Orphaned Memories
There are many posts circulating today concerning memory and forgetting, topics of significant personal interest to me; most seem to stem from the NYT’s recent obituary of HM, a man who –like many of Oliver Sacks’ most notable patients- illuminated in his dysfunction an aspect of how our minds work. Benjamin Hilts’ father, it emerges, actually wrote what sound like a compelling book on HM and the problems of memory.
The problem of forgetting is the most commonly contemplated aspect of recollective anomaly: why we don’t remember some event, some person, some period of life, some set of feelings we had for someone, some fact. That our identities rely on the aggregation of memories is demonstrable in cases like that of HM, and movies like Memento aptly portray how horrifying the prospect of generalized forgetting is: without that stable ground, who would we be?

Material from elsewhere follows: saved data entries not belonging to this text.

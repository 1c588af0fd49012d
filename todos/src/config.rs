//! Configuration for the shared todo store.
//!
//! Values come from environment variables, falling back to defaults:
//!
//! | variable                   | meaning                                  | default      |
//! |----------------------------|------------------------------------------|--------------|
//! | `TODOS_ID_STRATEGY`        | `sequential` or `length`                 | `sequential` |
//! | `TODOS_BROADCAST_CAPACITY` | actions buffered per action subscriber   | `16`         |
//! | `TODOS_SEED`               | JSON file holding the initial todo list  | unset        |
//!
//! # Example
//!
//! ```no_run
//! use todos::config::TodoConfig;
//!
//! # fn main() -> Result<(), todos::TodoError> {
//! let config = TodoConfig::from_env()?;
//! let initial = config.load_seed()?;
//! println!("{} seeded todos, ids: {}", initial.len(), config.id_strategy);
//! # Ok(())
//! # }
//! ```

use crate::error::TodoError;
use crate::types::{IdStrategy, Todo};
use std::path::{Path, PathBuf};
use todo_store_runtime::DEFAULT_BROADCAST_CAPACITY;

/// Environment variable selecting the id strategy
pub const ID_STRATEGY_VAR: &str = "TODOS_ID_STRATEGY";
/// Environment variable setting the action broadcast capacity
pub const BROADCAST_CAPACITY_VAR: &str = "TODOS_BROADCAST_CAPACITY";
/// Environment variable pointing at a JSON seed file
pub const SEED_VAR: &str = "TODOS_SEED";

/// Store configuration
#[derive(Debug, Clone, PartialEq, Eq)]
pub struct TodoConfig {
    /// How appended todos get their ids
    pub id_strategy: IdStrategy,
    /// Actions buffered per action subscriber before it lags
    pub broadcast_capacity: usize,
    /// Optional JSON file with the initial list
    pub seed_path: Option<PathBuf>,
}

impl Default for TodoConfig {
    fn default() -> Self {
        Self {
            id_strategy: IdStrategy::default(),
            broadcast_capacity: DEFAULT_BROADCAST_CAPACITY,
            seed_path: None,
        }
    }
}

impl TodoConfig {
    /// Load configuration from the process environment
    ///
    /// # Errors
    ///
    /// Returns [`TodoError::InvalidConfig`] if a variable is set to an
    /// unusable value.
    pub fn from_env() -> Result<Self, TodoError> {
        Self::from_lookup(|var| std::env::var(var).ok())
    }

    /// Load configuration through an arbitrary variable lookup
    ///
    /// # Errors
    ///
    /// Returns [`TodoError::InvalidConfig`] if a variable is set to an
    /// unusable value.
    pub fn from_lookup<F>(lookup: F) -> Result<Self, TodoError>
    where
        F: Fn(&str) -> Option<String>,
    {
        let mut config = Self::default();

        if let Some(value) = lookup(ID_STRATEGY_VAR) {
            config.id_strategy = parse_id_strategy(&value)?;
        }

        if let Some(value) = lookup(BROADCAST_CAPACITY_VAR) {
            config.broadcast_capacity =
                value
                    .trim()
                    .parse::<usize>()
                    .map_err(|e| TodoError::InvalidConfig {
                        var: BROADCAST_CAPACITY_VAR,
                        value: value.clone(),
                        reason: e.to_string(),
                    })?;
        }

        if let Some(value) = lookup(SEED_VAR).filter(|v| !v.trim().is_empty()) {
            config.seed_path = Some(PathBuf::from(value));
        }

        config.validate()?;
        Ok(config)
    }

    /// Set the id strategy
    #[must_use]
    pub const fn with_id_strategy(mut self, id_strategy: IdStrategy) -> Self {
        self.id_strategy = id_strategy;
        self
    }

    /// Set the action broadcast capacity
    #[must_use]
    pub const fn with_broadcast_capacity(mut self, capacity: usize) -> Self {
        self.broadcast_capacity = capacity;
        self
    }

    /// Set the seed file
    #[must_use]
    pub fn with_seed_path(mut self, path: impl Into<PathBuf>) -> Self {
        self.seed_path = Some(path.into());
        self
    }

    /// Validate configuration
    ///
    /// # Errors
    ///
    /// Returns error if the broadcast capacity is zero
    pub fn validate(&self) -> Result<(), TodoError> {
        if self.broadcast_capacity == 0 {
            return Err(TodoError::InvalidConfig {
                var: BROADCAST_CAPACITY_VAR,
                value: "0".to_string(),
                reason: "must be > 0".to_string(),
            });
        }
        Ok(())
    }

    /// Load the initial list from the seed file, or an empty list if unset
    ///
    /// # Errors
    ///
    /// Returns error if the file cannot be read or is not a JSON array of todos
    pub fn load_seed(&self) -> Result<Vec<Todo>, TodoError> {
        match &self.seed_path {
            Some(path) => load_seed(path),
            None => Ok(Vec::new()),
        }
    }
}

/// Read a JSON array of todos
///
/// Records without a `done` field load as not done.
///
/// # Errors
///
/// Returns [`TodoError::SeedIo`] or [`TodoError::SeedFormat`]
pub fn load_seed(path: &Path) -> Result<Vec<Todo>, TodoError> {
    let raw = std::fs::read_to_string(path).map_err(|source| TodoError::SeedIo {
        path: path.to_path_buf(),
        source,
    })?;

    let todos: Vec<Todo> =
        serde_json::from_str(&raw).map_err(|source| TodoError::SeedFormat {
            path: path.to_path_buf(),
            source,
        })?;

    tracing::debug!(path = %path.display(), count = todos.len(), "Loaded seed todos");
    Ok(todos)
}

fn parse_id_strategy(value: &str) -> Result<IdStrategy, TodoError> {
    match value.trim().to_lowercase().as_str() {
        "sequential" | "monotonic" => Ok(IdStrategy::Sequential),
        "length" | "list_length" => Ok(IdStrategy::ListLength),
        _ => Err(TodoError::InvalidConfig {
            var: ID_STRATEGY_VAR,
            value: value.to_string(),
            reason: "expected `sequential` or `length`".to_string(),
        }),
    }
}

(Note that the totalitarian assault on memory in the form of the revision and denial of history has a similarly destructive and demoralizing effect on nations).
But another problem interests me, too: the problem of orphaned memories. These occur with greater and greater frequency as I age, but I don’t know who else has them.
I recall a stone plaza before a dull, dark church; across the narrow streets on either side are old buildings. There are perpendicular commercial signs above the doors, but I don’t see what they say. It looks to be Europe, and I think I am with my friend Chris. But is this a memory of a place we were, or a memory of a dream?
I was at a darkened restaurant with checkered red tablecloths; I think there were other children there, perhaps after a field trip, although there were parents, too. We are eating crawfish. The parking lot is dusty. It is on the outskirts of town. Is this the recollection of a passage in a novel? I seem to think it is my memory, but how can I verify this?
These memories without contexts are usually visual, but since I tend to remember dreams sometimes years later, I am never able to pin down whether they are real; that I might lose the memory entirely frightens me, so I revisit them over and over, hoping to edify them and, perhaps, accidentally spark some connection to a narrative place-marker.
It is worth reflecting on the implications forgetting has for our identities, our selves; but it is also worth wondering what misplaced memories might mean. If I cannot remember an event, do I avoid the effects of the experience? If I cannot place a memory, is it still part of the tapestry of my personality?
Memory, the basis for everything we are and so many of our quarrels and despairs, is remarkably fallible.